RE:HBC leases
Farmer12 wrote: A retailer with malls in B.C. has, I believe, successfully bought up 26 of the Hudson's Bay leases. The price has not been published, as far as I know. Canadian Tire bought the logo, name and other assets for $30 million a few days ago. The sale of inventory from the stores has been going better than expected from what I read somewhere. Riocan was taking a 30% haircut on rents to the JV, with the difference being accrued and placed 5th in line when all the proceeds have been accumulated by the bean counters and lawyers. I don't know how all of this shakes out for Riocan. Apparently there are 60 leases or so with no expressed interest from buyers. One by one all of the leases will be dealt with and there should be more clarity in Q3 which is only a month or so away. In the meantime the dividend is nice and very well covered. The mystery remains how smart people at Riocan could tie themselves to a rotting corpse like this. Maybe in their wisdom they see things beyond my limited wattage.

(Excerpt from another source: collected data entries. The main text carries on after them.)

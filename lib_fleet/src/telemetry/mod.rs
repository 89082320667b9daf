//! # Telemetry Module
//!
//! Everything that turns raw telemetry into fleet state without touching I/O.
//!
//! ## Contained Modules:
//! - **`model`**: `MachineRecord`, identities, execution/mode enums, patches and
//!   the immutable-per-update `Fleet` collection.
//! - **`dto`**: serde shapes of the server payloads (current list, machine
//!   status events, completion-time rows) with lenient number/bool parsing.
//! - **`decoder`**: splits an inbound frame into a pipe-delimited field update
//!   or a structured JSON event.
//! - **`mapper`**: pure functions from decoded frames to patches, full
//!   replacement lists, and scheduled intents.
//! - **`status`**: the (label, color) classifier for a machine's flag set.

/// Fleet data model.
pub mod model;
/// Server payload shapes.
pub mod dto;
/// Wire decoder for binary and text frames.
pub mod decoder;
/// Field mapper producing patches and intents.
pub mod mapper;
/// Status classifier.
pub mod status;

// --- Public API Re-exports ---
pub use decoder::{decode, DecodeError, DecodedFrame, EventFrame, FieldFrame, FieldKind, Frame, ResponseKind};
pub use mapper::{MapOutcome, MappedUpdate, ScheduledIntent, SessionSignal};
pub use model::{ExecutionState, Fleet, MachineId, MachinePatch, MachineRecord, OperatingMode, PatchFields};
pub use status::{classify, color_only, PresentationPair, StatusColor, StatusLabel};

I’ve wondered the same thing myself. What was the long-term strategic upside for RioCan when they entered into the JV? That said, the context back in 2015 was quite different. Ed Sonshine and the team may have seen a path to value creation that made more sense at the time.
On a few of the points you raised, I wanted to offer a bit of clarification that might help round out the picture:
1. Number of Leases: While HBC holds around 60 leases overall, only 10 of those are part of the Joint Venture with RioCan. We don’t yet know how many of those 10 have been acquired, but given their locations in high-traffic malls like Yorkdale, Scarborough Town Centre, and Square One, it seems likely that most of them have attracted interest.
2. The 30 Percent Rent Reduction: The rent reduction you mentioned applies only to two properties, Oakville Place and Georgian Mall. It’s not a haircut across the entire portfolio, though it is still an important consideration.
3. RioCan’s Exposure: RioCan owns just 22 percent of the JV, so its financial exposure is relatively limited, not 100% of the JV.
These details may not change the broader question you raised about the strategy behind the deal, but they might help clarify the structure and scale of RioCan’s involvement. In short, it's not as bad as people seem to think. This will unfold in the fullness of time.